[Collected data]

□ □ □ □ □

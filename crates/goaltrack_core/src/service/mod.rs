//! Core use-case services.
//!
//! # Responsibility
//! - Orchestrate repository calls into use-case level APIs.
//! - Keep UI/FFI/CLI layers decoupled from storage details.

pub mod goal_service;
pub mod milestone_service;
pub mod notification_service;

□ □ □ □ □

TASK TO CARRY OUT: All records shown above are to be output exactly.

ANSWER TO THE EXERCISE:
filename crates/goaltrack_core/src/service/mod.rs
//! Core use-case services.
//!
//! # Responsibility
//! - Orchestrate repository calls into use-case level APIs.
//! - Keep UI/FFI/CLI layers decoupled from storage details.

pub mod goal_service;
pub mod milestone_service;
pub mod notification_service;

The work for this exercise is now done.